Ticket 5817

Summary:	Explore slurmdbd designs to avoid memory usage peaks due to overly-aggressive queries
Product:	Slurm	Reporter:	Alejandro Sanchez <alex>
Component:	slurmdbd	Assignee:	Unassigned Developer <dev-unassigned>
Status:	OPEN ---	QA Contact:
Severity:	5 - Enhancement
Priority:	---	CC:	cheung.nevin, csc-slurm-tickets, marshall
Version:	19.05.x
Hardware:	Linux
OS:	Linux
See Also:	https://bugs.schedmd.com/show_bug.cgi?id=7317 https://bugs.schedmd.com/show_bug.cgi?id=9453 https://bugs.schedmd.com/show_bug.cgi?id=19051
Site:	SchedMD	Slinky Site:	---
Alineos Sites:	---	Atos/Eviden Sites:	---
Confidential Site:	---	Coreweave sites:	---
Cray Sites:	---	DS9 clusters:	---
Google sites:	---	HPCnow Sites:	---
HPE Sites:	---	IBM Sites:	---
NOAA SIte:	---	NoveTech Sites:	---
Nvidia HWinf-CS Sites:	---	OCF Sites:	---
Recursion Pharma Sites:	---	SFW Sites:	---
SNIC sites:	---	Tzag Elita Sites:	---
Linux Distro:	---	Machine Name:
CLE Version:		Version Fixed:
Target Release:	---	DevPrio:	---
Emory-Cloud Sites:	---

Description Alejandro Sanchez 2018-10-05 06:06:46 MDT

As tracked in bug 5632, overly-aggressive queries (i.e. using sacct on large job/step tables and retrieving huge amounts of records) can lead to slurmdbd memory usage grow up to ~80GiB, potentially triggering oom-killer depending on node available memory and system limits.

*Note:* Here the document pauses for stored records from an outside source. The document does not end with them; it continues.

//! Position sources
//!
//! The device location provider is external. A source is started with a
//! [`PositionFeed`] and pushes fixes into it whenever it has one; the feed
//! does not keep the session alive and goes quiet once tracking stops.

use parking_lot::Mutex;
use std::sync::atomic::{AtomicBool, AtomicUsize, Ordering};
use std::sync::{Arc, Weak};
use std::thread::{self, JoinHandle};
use std::time::{Duration, Instant};

use crate::config::TrackingCadence;
use crate::error::TelemetryError;
use crate::proximity::{GeoPoint, Position};

/// Receives fixes delivered through a feed
pub(crate) trait PositionReceiver: Send + Sync {
    fn on_position(&self, generation: u64, position: Position);
}

/// Handle a source uses to deliver fixes
#[derive(Clone)]
pub struct PositionFeed {
    receiver: Weak<dyn PositionReceiver>,
    generation: u64,
}

impl PositionFeed {
    pub(crate) fn new(receiver: Weak<dyn PositionReceiver>, generation: u64) -> Self {
        Self {
            receiver,
            generation,
        }
    }

    /// Deliver one fix. Returns false once the session is gone.
    pub fn deliver(&self, position: Position) -> bool {
        match self.receiver.upgrade() {
            Some(receiver) => {
                receiver.on_position(self.generation, position);
                true
            }
            None => false,
        }
    }
}

/// Asynchronous producer of self-position fixes
pub trait PositionSource: Send + Sync {
    /// Begin delivering fixes at roughly `cadence`
    fn start(&self, cadence: TrackingCadence, feed: PositionFeed) -> Result<(), TelemetryError>;

    /// Stop delivering. Fixes already in flight may still arrive.
    fn stop(&self);
}

/// Source driven by hand, for tests and embedding
#[derive(Default)]
pub struct ManualPositionSource {
    feed: Mutex<Option<PositionFeed>>,
    cadence: Mutex<Option<TrackingCadence>>,
    start_count: AtomicUsize,
    refuse: AtomicBool,
}

impl ManualPositionSource {
    pub fn new() -> Arc<Self> {
        Arc::new(Self::default())
    }

    /// Push a fix into the current feed. Returns false if not started.
    pub fn push(&self, position: Position) -> bool {
        let feed = self.feed.lock().clone();
        match feed {
            Some(feed) => feed.deliver(position),
            None => false,
        }
    }

    /// Push a fix taken now
    pub fn push_point(&self, latitude: f64, longitude: f64) -> bool {
        self.push(Position::now(latitude, longitude))
    }

    pub fn is_active(&self) -> bool {
        self.feed.lock().is_some()
    }

    /// Feed handed over by the last start, while still started
    pub fn feed(&self) -> Option<PositionFeed> {
        self.feed.lock().clone()
    }

    pub fn start_count(&self) -> usize {
        self.start_count.load(Ordering::SeqCst)
    }

    /// Cadence requested by the last start
    pub fn cadence(&self) -> Option<TrackingCadence> {
        *self.cadence.lock()
    }

    /// Make subsequent starts fail, as a denied location permission would
    pub fn set_refuse(&self, refuse: bool) {
        self.refuse.store(refuse, Ordering::SeqCst);
    }
}

impl PositionSource for ManualPositionSource {
    fn start(&self, cadence: TrackingCadence, feed: PositionFeed) -> Result<(), TelemetryError> {
        if self.refuse.load(Ordering::SeqCst) {
            return Err(TelemetryError::Source("location permission denied".to_string()));
        }
        self.start_count.fetch_add(1, Ordering::SeqCst);
        *self.cadence.lock() = Some(cadence);
        *self.feed.lock() = Some(feed);
        Ok(())
    }

    fn stop(&self) {
        self.feed.lock().take();
    }
}

/// Source reporting one fixed point at the regular interval
pub struct FixedPositionSource {
    point: GeoPoint,
    running: Arc<AtomicBool>,
    thread_handle: Mutex<Option<JoinHandle<()>>>,
}

impl FixedPositionSource {
    pub fn new(point: GeoPoint) -> Self {
        Self {
            point,
            running: Arc::new(AtomicBool::new(false)),
            thread_handle: Mutex::new(None),
        }
    }
}

impl PositionSource for FixedPositionSource {
    fn start(&self, cadence: TrackingCadence, feed: PositionFeed) -> Result<(), TelemetryError> {
        if !self.point.is_valid() {
            return Err(TelemetryError::Source(format!(
                "invalid fixed position {}, {}",
                self.point.latitude, self.point.longitude
            )));
        }

        self.stop();
        self.running.store(true, Ordering::SeqCst);

        let running = Arc::clone(&self.running);
        let point = self.point;
        let interval = cadence.interval();

        let handle = thread::Builder::new()
            .name("position-source".to_string())
            .spawn(move || {
                let mut next = Instant::now();
                while running.load(Ordering::Relaxed) {
                    if Instant::now() >= next {
                        if !feed.deliver(Position::now(point.latitude, point.longitude)) {
                            break;
                        }
                        next = Instant::now() + interval;
                    }
                    thread::sleep(Duration::from_millis(10));
                }
            })
            .map_err(|e| TelemetryError::Source(e.to_string()))?;

        *self.thread_handle.lock() = Some(handle);
        Ok(())
    }

    fn stop(&self) {
        self.running.store(false, Ordering::SeqCst);
        let handle = self.thread_handle.lock().take();
        if let Some(handle) = handle {
            let _ = handle.join();
        }
    }
}

impl Drop for FixedPositionSource {
    fn drop(&mut self) {
        self.stop();
    }
}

While MaxQueryTimeRange and/or REASONABLE_BUF_SIZE (currently 3GiB) can alleviate the response size back to the requesting client, the previous step where slurmdbd queries the underlying storage database for huge amounts of data can trigger the memory usage peak.

This bug is intended to explore ideas / architectural changes to avoid increasing slurmdbd memory usage for this scenario.

Suggestions so far:

1. mysql_query() API function doesn't accept a maximum return size as a parameter. Discarded.

2. The LIMIT clause can be used to constrain the number of rows returned by the SELECT statement. We could make some math (I've seen this in another bug) to estimate the size of a job/step row, then divide 3GiB by such size to set LIMIT and append it to the query used for sacct, although that would impact whatever calling jobacct_storage_p_get_jobs_cond.

3. Instead of receiving all data and once finished, check MaxQueryTimeRange/3GiB as soon as we have rows available in slurmdbd and start packing them in a consumer/producer fashion. Not sure if feasible at all.

4. Make a procedure and then use CALL to retrieve jobs in chunks (different result sets).

5. Use a loop to seek over the result set by using mysql_data_seek(), and perhaps combine this with option 3, since mysql_fetch_row() might be too slow.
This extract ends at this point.